Tú como ser humano eres un “co-creador” en un mundo de interrelaciones, de “efectos mariposa” :

Una pequeña perturbación en cualquier ámbito, puede generar un gran impacto en cualquier otro escenario,

Ó, como dice un proverbio chino:

“el aleteo de las alas de una mariposa se puede sentir al otro lado del mundo”

 Ante tu crisis puedes optar por:

  • La queja, el victimismo, debilitarte como la zanahoria que en origen es firme y compacta y ante el agua en su punto de ebullición (punto de dolor) se vuelve blanda y maleable.
  • Rendirte a la evidencia, y ponerte una coraza; como el huevo, que inicialmente es débil y frágil y ante el agua en su punto de ebullición se endurece. Es muy común adoptar la actitud del huevo ante un divorcio o un despido por ejemplo.
  • Ser el que mejor reacciona y hacer que las cosas a tu alrededor mejoren, como los granos de café, cuando el agua llega al punto de ebullición, en su punto de dolor, la hacen suya y la impregnan de su sabor y aroma.

Cuando afrontes momentos de crisis, inspírate en el grano de café, y sé la mejor versión de ti mismo siendo causa.

Toda crisis supone una posibilidad de crecimiento, de cambio para mejorar, como la metamorfosis que experimenta el gusano de seda para convertirse finalmente en mariposa.

Haz uso de tu capacidad de resiliencia (de tu capacidad para sobreponerte a la adversidad, al dolor o a la pérdida).

 La mariposa y el capullo

Tú, como el gusano de seda, en tu crisis, lánzate a  construir tu particular capullo, para luego liberarte y convertirte en mariposa.

El proceso de liberación del capullo es lo más difícil, porque la crisálida tiene que hacer enormes esfuerzos para salir, tiene que invertir grandes cantidades de energía para poder agrietar el capullo que le ha protegido durante el proceso de transformación.

Toda esa energía y esfuerzo son imprescindibles para que la ya mariposa pueda volar gracias a sus alas.

Tú y sólo tú debes llevar a cabo ese proceso de transformación.

Si ayudas aunque sea mínimamente a la mariposa a liberarse de su capullo, no conseguirá su propósito.
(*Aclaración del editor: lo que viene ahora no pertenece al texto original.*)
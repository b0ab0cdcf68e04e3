//! Connection lifecycle shared by every connector.
//!
//! [`Lifecycle`] owns the transport session of a connector. Holding a session
//! means the connector is [`ConnectorState::Connected`]. The session is only
//! installed after the transport reported success and only removed after it
//! closed cleanly, so a failed `connect` or `disconnect` leaves the state as it
//! was before the call.

use crate::diagnostics::Reporter;
use parking_lot::RwLock;
use std::sync::Arc;

/// Connection state of a connector.
#[derive(Debug, Clone, Copy, PartialEq, Eq)]
pub enum ConnectorState {
    /// No live session; data-plane operations are skipped.
    Disconnected,
    /// A transport session is open.
    Connected,
}

/// Session slot plus the check-then-act discipline around it.
#[derive(Debug)]
pub struct Lifecycle<S> {
    session: RwLock<Option<Arc<S>>>,
    reporter: Reporter,
}

impl<S> Lifecycle<S> {
    /// A disconnected lifecycle reporting through `reporter`.
    pub fn new(reporter: Reporter) -> Self {
        Self {
            session: RwLock::new(None),
            reporter,
        }
    }

    /// Reporter tagged with the owning connector's name.
    pub fn reporter(&self) -> &Reporter {
        &self.reporter
    }

    /// Connected exactly while a session is installed.
    pub fn state(&self) -> ConnectorState {
        if self.current().is_some() {
            ConnectorState::Connected
        } else {
            ConnectorState::Disconnected
        }
    }

    pub fn is_connected(&self) -> bool {
        self.state() == ConnectorState::Connected
    }

    /// The live session, without reporting anything.
    pub fn current(&self) -> Option<Arc<S>> {
        self.session.read().clone()
    }

    /// The live session for a data-plane operation.
    ///
    /// Reports an error and returns `None` when disconnected; callers return
    /// their empty sentinel in that case.
    pub fn session(&self, operation: &str) -> Option<Arc<S>> {
        let session = self.current();
        if session.is_none() {
            self.reporter.error(format!("not connected, skipping {operation}"));
        }
        session
    }

    /// Whether `connect` should go ahead. Warns when already connected.
    pub fn should_connect(&self) -> bool {
        if self.is_connected() {
            self.reporter.warn("already connected, ignoring connect");
            return false;
        }
        true
    }

    /// The session `disconnect` has to close. Warns when not connected.
    pub fn closing(&self) -> Option<Arc<S>> {
        let session = self.current();
        if session.is_none() {
            self.reporter.warn("not connected, ignoring disconnect");
        }
        session
    }

    /// Record a freshly opened session.
    pub fn establish(&self, session: Arc<S>) {
        *self.session.write() = Some(session);
    }

    /// Forget the session after the transport closed.
    pub fn release(&self) {
        self.session.write().take();
    }

    /// Open a session unless one is already live.
    pub fn connect_with<E>(&self, open: impl FnOnce() -> Result<S, E>) -> Result<(), E> {
        if !self.should_connect() {
            return Ok(());
        }
        let session = open()?;
        self.establish(Arc::new(session));
        Ok(())
    }

    /// Close the live session, if any.
    pub fn disconnect_with<E>(&self, close: impl FnOnce(&S) -> Result<(), E>) -> Result<(), E> {
        let Some(session) = self.closing() else {
            return Ok(());
        };
        close(&session)?;
        self.release();
        Ok(())
    }
}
No tendrá la fuerza suficiente en sus alas y no estará programada para volar.

Tienes que vivir tú solo tu propia experiencia.
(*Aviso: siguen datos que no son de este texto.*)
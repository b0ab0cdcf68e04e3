//! Field-bus endpoint addresses.
//!
//! Format: `scheme://host[:port]`, e.g. `opc.tcp://plc-01:4840`. A bare
//! `host[:port]` is accepted and given the [`DEFAULT_SCHEME`].

use serde::{Deserialize, Serialize};
use std::fmt;
use std::str::FromStr;

/// Scheme assumed when an address has none.
pub const DEFAULT_SCHEME: &str = "opc.tcp";

/// A parsed field-bus endpoint.
#[derive(Debug, Clone, PartialEq, Eq, Hash, Serialize, Deserialize)]
#[serde(try_from = "String", into = "String")]
pub struct Endpoint {
    scheme: String,
    host: String,
    port: Option<u16>,
}

impl Endpoint {
    /// An endpoint from already-validated parts.
    pub fn new(scheme: impl Into<String>, host: impl Into<String>, port: Option<u16>) -> Self {
        Self {
            scheme: scheme.into(),
            host: host.into(),
            port,
        }
    }

    pub fn scheme(&self) -> &str {
        &self.scheme
    }

    pub fn host(&self) -> &str {
        &self.host
    }

    pub fn port(&self) -> Option<u16> {
        self.port
    }
}

impl fmt::Display for Endpoint {
    fn fmt(&self, f: &mut fmt::Formatter<'_>) -> fmt::Result {
        write!(f, "{}://{}", self.scheme, self.host)?;
        if let Some(port) = self.port {
            write!(f, ":{port}")?;
        }
        Ok(())
    }
}

impl FromStr for Endpoint {
    type Err = EndpointParseError;

    fn from_str(s: &str) -> Result<Self, Self::Err> {
        let (scheme, authority) = match s.split_once("://") {
            Some((scheme, rest)) => (scheme, rest),
            None => (DEFAULT_SCHEME, s),
        };
        if scheme.is_empty() {
            return Err(EndpointParseError::EmptyScheme);
        }

        let authority = authority.trim_end_matches('/');
        if authority.contains('/') {
            return Err(EndpointParseError::UnexpectedPath(s.to_string()));
        }

        let (host, port) = match authority.rsplit_once(':') {
            Some((host, port)) => {
                let port = port
                    .parse::<u16>()
                    .map_err(|_| EndpointParseError::InvalidPort(port.to_string()))?;
                (host, Some(port))
            }
            None => (authority, None),
        };
        if host.is_empty() {
            return Err(EndpointParseError::EmptyHost);
        }

        Ok(Self::new(scheme, host, port))
    }
}

impl TryFrom<String> for Endpoint {
    type Error = EndpointParseError;

    fn try_from(s: String) -> Result<Self, Self::Error> {
        s.parse()
    }
}

impl From<Endpoint> for String {
    fn from(endpoint: Endpoint) -> Self {
        endpoint.to_string()
    }
}

/// Error parsing an endpoint string.
#[derive(Debug, Clone, PartialEq, Eq, thiserror::Error)]
pub enum EndpointParseError {
    #[error("endpoint scheme cannot be empty")]
    EmptyScheme,
    #[error("endpoint host cannot be empty")]
    EmptyHost,
    #[error("invalid endpoint port: {0}")]
    InvalidPort(String),
    #[error("endpoint must not contain a path, got: {0}")]
    UnexpectedPath(String),
}

#[cfg(test)]
mod tests {
    use super::*;

    #[test]
    fn parse_full() {
        let ep: Endpoint = "opc.tcp://plc-01:4840".parse().unwrap();
        assert_eq!(ep.scheme(), "opc.tcp");
        assert_eq!(ep.host(), "plc-01");
        assert_eq!(ep.port(), Some(4840));
    }

    #[test]
    fn bare_host_gets_default_scheme() {
        let ep: Endpoint = "localhost:4840".parse().unwrap();
        assert_eq!(ep.scheme(), DEFAULT_SCHEME);
        assert_eq!(ep.to_string(), "opc.tcp://localhost:4840");

        let ep: Endpoint = "opc.tcp://server".parse().unwrap();
        assert_eq!(ep.port(), None);
    }

    #[test]
    fn rejects_malformed() {
        assert_eq!("://host".parse::<Endpoint>(), Err(EndpointParseError::EmptyScheme));
        assert_eq!("opc.tcp://:4840".parse::<Endpoint>(), Err(EndpointParseError::EmptyHost));
        assert!(matches!(
            "opc.tcp://host:port".parse::<Endpoint>(),
            Err(EndpointParseError::InvalidPort(_))
        ));
        assert!(matches!(
            "opc.tcp://host/path".parse::<Endpoint>(),
            Err(EndpointParseError::UnexpectedPath(_))
        ));
    }

    #[test]
    fn roundtrip() {
        let ep = Endpoint::new("opc.tcp", "10.0.0.5", Some(48010));
        let ep2: Endpoint = ep.to_string().parse().unwrap();
        assert_eq!(ep, ep2);
    }
}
Eres tú el que utilizando su capacidad de resiliencia y marcando sus propios tiempos debe reconocer la nueva realidad, encontrarle sentido y, como el grano de café hacer que las cosas a tu alrededor mejoren, porque cuando consigues esto, inevitablemente tú mejoras.

Haz tuya el agua en ebullición,  imprégnala de tu sabor y aroma.
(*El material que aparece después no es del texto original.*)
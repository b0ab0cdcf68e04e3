//! Errors shared by all connectors.
//!
//! Only failures that propagate to the caller live here. "Not connected",
//! usage errors and marshaling errors are reported through the connector's
//! diagnostics and answered with an empty sentinel instead.

use crate::marshal::ConversionError;
use std::sync::Arc;

/// A boxed error kept as the source of a [`TransportError`].
pub type BoxError = Arc<dyn std::error::Error + Send + Sync>;

/// Result alias for connector operations.
pub type Result<T, E = ConnectorError> = std::result::Result<T, E>;

/// Failure raised by a backend's native client.
#[derive(Debug, Clone, thiserror::Error)]
#[error("{message}")]
pub struct TransportError {
    message: String,
    #[source]
    source: Option<BoxError>,
}

impl TransportError {
    pub fn new(message: impl Into<String>) -> Self {
        Self {
            message: message.into(),
            source: None,
        }
    }

    pub fn with_source(message: impl Into<String>, source: impl std::error::Error + Send + Sync + 'static) -> Self {
        Self {
            message: message.into(),
            source: Some(Arc::new(source)),
        }
    }

    pub fn message(&self) -> &str {
        &self.message
    }
}

/// Errors that connector operations return to the caller.
#[derive(Debug, Clone, thiserror::Error)]
pub enum ConnectorError {
    #[error("{connector}: {operation} failed: {source}")]
    Transport {
        connector: String,
        operation: &'static str,
        #[source]
        source: TransportError,
    },
    #[error("{connector}: value stored at {key:?} is unreadable: {source}")]
    Conversion {
        connector: String,
        key: String,
        #[source]
        source: ConversionError,
    },
}

impl ConnectorError {
    pub fn transport(connector: impl Into<String>, operation: &'static str, source: TransportError) -> Self {
        Self::Transport {
            connector: connector.into(),
            operation,
            source,
        }
    }

    pub fn conversion(connector: impl Into<String>, key: impl Into<String>, source: ConversionError) -> Self {
        Self::Conversion {
            connector: connector.into(),
            key: key.into(),
            source,
        }
    }

    pub fn is_transport(&self) -> bool {
        matches!(self, Self::Transport { .. })
    }

    pub fn is_conversion(&self) -> bool {
        matches!(self, Self::Conversion { .. })
    }
}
La mejor versión de ti mismo

Aflora la mejor versión de ti mismo.

¿A qué esperas para protagonizar tu propia catarsis?

¿A qué esperas para hacer uso de tus talentos y ponerlos a trabajar para ti?

Conviértete en grano de café.

Si has llegado hasta este punto en tu lectura es porque al menos te inquieta la incertidumbre que se vislumbra con el vertiginoso avance de nuestro mundo en muchos aspectos, entre ellos el del mercado laboral.

Se están creando nuevas formas de entender los negocios y de generar ingresos, que hace tan solo unos años no existían.

Y, hoy nos parecerían impensables o de ciencia ficción, formas de trabajar y generar flujos de efectivo que serán lo corriente de aquí a no muchos años.

¿Tú también vives sumido en tu propio letargo laboral?

¿Dejas pasar los días en tu propia zona cómoda, que no te satisface, pero que te cubre las necesidades financieras mes a mes?

Necesitas un “reset” en este aspecto.

Y, ahora,

¿Quién eres tú y quién necesitas ser en el siglo XXI?